En ce qui concerne le chœur, il y a lieu pour l’heure (avant d’y revenir plus en détail ci-dessous) de relever en particulier le cycle de vitraux gothiques (environ 1370–1420), un des mieux préservés d’Allemagne, et l’ameublement, également largement originel. Les stalles, réalisées en 1329, comptent parmi les stalles médiévales les plus vastes d’Allemagne et sont d’une meilleure facture que dans mainte autre cathédrale. La datation dendrochronologique des stalles a montré que les projets de construction de l’église ont de beaucoup précédé leur réalisation : en 1329 n’avaient encore été élevés que les premiers mètres inférieurs des murs du haut chœur, et ce n’est qu’à partir de 1349, après une interruption, que fut reprise la construction.

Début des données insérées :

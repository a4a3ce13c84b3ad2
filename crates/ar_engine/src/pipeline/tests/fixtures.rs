//! Scripted collaborators for driving the pipeline frame by frame

use std::cell::{Cell, RefCell};
use std::collections::{HashMap, VecDeque};
use std::path::{Path, PathBuf};
use std::rc::Rc;
use std::time::Duration;

use image::RgbImage;
use nalgebra::Rotation3;

use crate::assets::{
    AssetError, GeometryData, GeometryLoader, LoadOptions, MaterialData, MaterialLoader,
    MaterialRange, ModelCatalog, ModelEntry, TexturePixels, Vertex,
};
use crate::core::config::ApplicationConfig;
use crate::foundation::math::Vec3d;
use crate::input::{Command, CommandSender};
use crate::pipeline::{ArPipeline, Collaborators};
use crate::render::{RecordingBackend, SharedRecording};
use crate::vision::pose::marker_object_points;
use crate::vision::{
    CameraIntrinsics, DetectedMarker, DetectionError, Frame, FramePoll, FrameSource,
    FrameSourceError, MarkerDetector, MarkerDictionary,
};

pub const WIDTH: u32 = 640;
pub const HEIGHT: u32 = 480;

/// One scripted acquisition
#[derive(Debug, Clone)]
pub enum Step {
    /// Deliver a frame; `true` puts a marker in it
    Frame(bool),
    /// Report a timeout
    Timeout,
    /// Report a detection fault for this frame
    DetectionFault,
    /// Device failure
    Fail,
}

pub fn intrinsics() -> CameraIntrinsics {
    CameraIntrinsics::from_fov(WIDTH, HEIGHT, 45.0, 0.01, 100.0)
}

/// Corners of a marker facing the camera 0.6 m away
pub fn marker_corners(size: f64) -> [[f64; 2]; 4] {
    let k = intrinsics();
    let rotation = Rotation3::from_euler_angles(std::f64::consts::PI + 0.2, 0.1, 0.0);
    let translation = Vec3d::new(0.02, -0.01, 0.6);
    marker_object_points(size).map(|p| {
        let pixel = k
            .project(&(rotation * Vec3d::new(p[0], p[1], 0.0) + translation))
            .unwrap();
        [pixel.x, pixel.y]
    })
}

struct ScriptedSource {
    resolution: (u32, u32),
    steps: VecDeque<Step>,
    next_index: u64,
    commands: Rc<RefCell<HashMap<u64, Vec<Command>>>>,
    sender: Rc<RefCell<Option<CommandSender>>>,
    faults: Rc<RefCell<Vec<u64>>>,
    released: Rc<Cell<bool>>,
}

impl FrameSource for ScriptedSource {
    fn resolution(&self) -> (u32, u32) {
        self.resolution
    }

    fn next_frame(&mut self, _timeout: Duration) -> Result<FramePoll, FrameSourceError> {
        let Some(step) = self.steps.pop_front() else {
            return Ok(FramePoll::Closed);
        };
        let index = self.next_index;
        self.next_index += 1;

        // Commands typed while this frame is in flight
        if let Some(commands) = self.commands.borrow_mut().remove(&index) {
            if let Some(sender) = self.sender.borrow().as_ref() {
                for command in commands {
                    sender.send(command);
                }
            }
        }

        match step {
            Step::Frame(_) => {}
            Step::DetectionFault => self.faults.borrow_mut().push(index),
            Step::Timeout => return Ok(FramePoll::Timeout),
            Step::Fail => {
                return Err(FrameSourceError::Read("device unplugged".to_string()));
            }
        }
        let (w, h) = self.resolution;
        Ok(FramePoll::Frame(Frame::new(index, RgbImage::new(w, h))))
    }

    fn release(&mut self) {
        self.released.set(true);
    }
}

struct ScriptedDetector {
    markers: HashMap<u64, Vec<DetectedMarker>>,
    faults: Rc<RefCell<Vec<u64>>>,
    released: Rc<Cell<bool>>,
}

impl MarkerDetector for ScriptedDetector {
    fn detect_markers(
        &mut self,
        frame: &Frame,
        _dictionary: &MarkerDictionary,
    ) -> Result<Vec<DetectedMarker>, DetectionError> {
        if self.faults.borrow().contains(&frame.index()) {
            return Err(DetectionError::BackendFault("scripted fault".to_string()));
        }
        Ok(self.markers.get(&frame.index()).cloned().unwrap_or_default())
    }

    fn release(&mut self) {
        self.released.set(true);
    }
}

/// One textured triangle per model; paths containing "missing" do not exist
struct FakeGeometry {
    loads: Rc<RefCell<Vec<PathBuf>>>,
}

impl GeometryLoader for FakeGeometry {
    fn load_model(&mut self, path: &Path, _options: LoadOptions) -> Result<GeometryData, AssetError> {
        if path.to_string_lossy().contains("missing") {
            return Err(AssetError::NotFound(path.to_path_buf()));
        }
        self.loads.borrow_mut().push(path.to_path_buf());
        Ok(GeometryData {
            triangles: vec![[Vertex::default(); 3]],
            ranges: vec![MaterialRange {
                material: Some(0),
                first_triangle: 0,
                triangle_count: 1,
            }],
            material_names: vec!["skin".to_string()],
            material_libraries: vec![path.with_extension("mtl")],
        })
    }
}

struct FakeMaterials;

impl MaterialLoader for FakeMaterials {
    fn load_materials(&mut self, _path: &Path) -> Result<Vec<MaterialData>, AssetError> {
        Ok(vec![MaterialData {
            texture: Some(TexturePixels {
                path: PathBuf::from("skin.png"),
                width: 2,
                height: 2,
                rgba: vec![128; 16],
            }),
            ..MaterialData::fallback("skin")
        }])
    }
}

/// Pipeline plus handles for observing its collaborators
pub struct Harness {
    pub pipeline: ArPipeline,
    pub backend: SharedRecording,
    pub loads: Rc<RefCell<Vec<PathBuf>>>,
    pub source_released: Rc<Cell<bool>>,
    pub detector_released: Rc<Cell<bool>>,
}

impl Harness {
    /// Geometry files loaded so far, as file stems
    pub fn loaded_models(&self) -> Vec<String> {
        self.loads
            .borrow()
            .iter()
            .filter_map(|p| p.file_stem().map(|s| s.to_string_lossy().into_owned()))
            .collect()
    }
}

pub struct HarnessBuilder {
    config: ApplicationConfig,
    steps: Vec<Step>,
    commands: HashMap<u64, Vec<Command>>,
    resolution: (u32, u32),
    backend: RecordingBackend,
}

impl HarnessBuilder {
    pub fn new(steps: Vec<Step>) -> Self {
        let mut models = ModelCatalog::empty();
        for id in ["fox", "rocket", "missing"] {
            models.insert(id, ModelEntry::new(format!("models/{id}.obj"), 1.0));
        }
        let mut config = ApplicationConfig::default();
        config.models = models;
        config.display.window_width = WIDTH;
        config.display.window_height = HEIGHT;

        Self {
            config,
            steps,
            commands: HashMap::new(),
            resolution: (WIDTH, HEIGHT),
            backend: RecordingBackend::new(),
        }
    }

    pub fn config(mut self, edit: impl FnOnce(&mut ApplicationConfig)) -> Self {
        edit(&mut self.config);
        self
    }

    /// Send `command` through the queue while frame `index` is acquired
    pub fn command_during(mut self, index: u64, command: Command) -> Self {
        self.commands.entry(index).or_default().push(command);
        self
    }

    pub fn resolution(mut self, width: u32, height: u32) -> Self {
        self.resolution = (width, height);
        self
    }

    pub fn backend(mut self, backend: RecordingBackend) -> Self {
        self.backend = backend;
        self
    }

    pub fn build(self) -> Harness {
        let size = self.config.marker.size;
        let markers = self
            .steps
            .iter()
            .enumerate()
            .filter(|(_, step)| matches!(step, Step::Frame(true)))
            .map(|(i, _)| {
                let marker = DetectedMarker {
                    id: 7,
                    corners: marker_corners(size),
                    confidence: 1.0,
                };
                (i as u64, vec![marker])
            })
            .collect();

        let faults = Rc::new(RefCell::new(Vec::new()));
        let sender = Rc::new(RefCell::new(None));
        let source_released = Rc::new(Cell::new(false));
        let detector_released = Rc::new(Cell::new(false));
        let loads = Rc::new(RefCell::new(Vec::new()));
        let backend = SharedRecording::new(self.backend);

        let collaborators = Collaborators {
            frame_source: Box::new(ScriptedSource {
                resolution: self.resolution,
                steps: self.steps.into(),
                next_index: 0,
                commands: Rc::new(RefCell::new(self.commands)),
                sender: sender.clone(),
                faults: faults.clone(),
                released: source_released.clone(),
            }),
            detector: Box::new(ScriptedDetector {
                markers,
                faults,
                released: detector_released.clone(),
            }),
            geometry_loader: Box::new(FakeGeometry {
                loads: loads.clone(),
            }),
            material_loader: Box::new(FakeMaterials),
            backend: Box::new(backend.clone()),
        };

        let pipeline = ArPipeline::new(&self.config, intrinsics(), collaborators).unwrap();
        *sender.borrow_mut() = Some(pipeline.command_sender());

        Harness {
            pipeline,
            backend,
            loads,
            source_released,
            detector_released,
        }
    }
}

Le chœur est posé sur une sorte d’énorme soubassement, appelé Kavaten en allemand (cavées, du latin cavare, creuser), que, jusqu’en 1329, l’on travailla à aménager là afin d’agrandir artificiellement, en direction de l’est, le Domhügel, c’est-à-dire la butte (Hügel) sur laquelle se dresse la cathédrale (Dom). Au Moyen Âge, et encore ultérieurement, des maisons furent construites au-dedans de ce soubassement, mais furent supprimées au XIXe siècle. L’aménagement des Kavaten permit parallèlement la construction d’une église basse (allem. Unterkirche) ― la dénomination de crypte est, en l’espèce, inappropriée ―, qui fut consacrée en 1353. Cette église basse gothique, en plus d’être lieu de prière, était en même temps chemin de procession, assurant le parcours de la procession du Saint-Sang, qui, longeant le chœur, peut emprunter deux portes opposées de l’église basse, ce qui rend superflu un accès direct à partir de l’église haute superposée.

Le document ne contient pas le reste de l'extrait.